[DATA FOR THIS TASK]

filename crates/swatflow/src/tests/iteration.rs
use rand::SeedableRng;
use rand::rngs::StdRng;

use crate::common::config::SwatflowConfig;
use crate::control::generation::{check_generation, prepare_generation};
use crate::control::reset::run_reset;
use crate::control::trigger::{TriggerOutcome, run_trigger};
use crate::tests::utils::{MockScheduler, create_workflow};

/// Drives the whole loop the way DAGMan would: reset, then prepare/workers/check and
/// the trigger for every generation, until the trigger stops resubmitting.
#[tokio::test]
async fn test_iterate_until_limit() {
    let mut config = SwatflowConfig::default();
    config.workflow.jobs_per_iteration = 2;
    config.workflow.max_iterations = 3;
    let (dir, state) = create_workflow(config);
    std::fs::write(dir.path().join("main.dag"), "").unwrap();

    let scheduler = MockScheduler::new(0);
    let mut rng = StdRng::seed_from_u64(0);

    run_reset(&state, &scheduler, "jdoe").await.unwrap();
    assert_eq!(scheduler.submit_count(), 1);

    let mut outcomes = vec![];
    loop {
        let prepared = prepare_generation(&state, &mut rng).unwrap();
        for run_dir in &prepared.run_dirs {
            std::fs::write(run_dir.join("efficiency.txt"), "0.5").unwrap();
        }
        check_generation(&state).unwrap();
        let outcome = run_trigger(&state, &scheduler).await;
        let finished = matches!(outcome, TriggerOutcome::Finished { .. });
        outcomes.push(outcome);
        if finished {
            break;
        }
        assert!(outcomes.len() < 10, "The workflow does not terminate");
    }

    assert_eq!(outcomes.len(), 3);
    // Initial submission and two resubmissions
    assert_eq!(scheduler.submit_count(), 3);
    assert_eq!(state.counter().read().unwrap(), Some(3));

    let results = std::fs::read_to_string(state.results().path()).unwrap();
    let lines: Vec<&str> = results.lines().collect();
    assert_eq!(lines[0], "generation,run_id,efficiency");
    assert_eq!(lines.len(), 1 + 3 * 2);
    assert_eq!(lines[6], "3,1,0.5");
}
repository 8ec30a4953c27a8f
pub mod fs;
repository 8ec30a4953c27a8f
pub mod utils;

mod iteration;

[REQUIREMENT] Lines in the data that hold "outcomes" are to be counted, and the number alone reported.

[ANSWER TO THIS PROBLEM] 4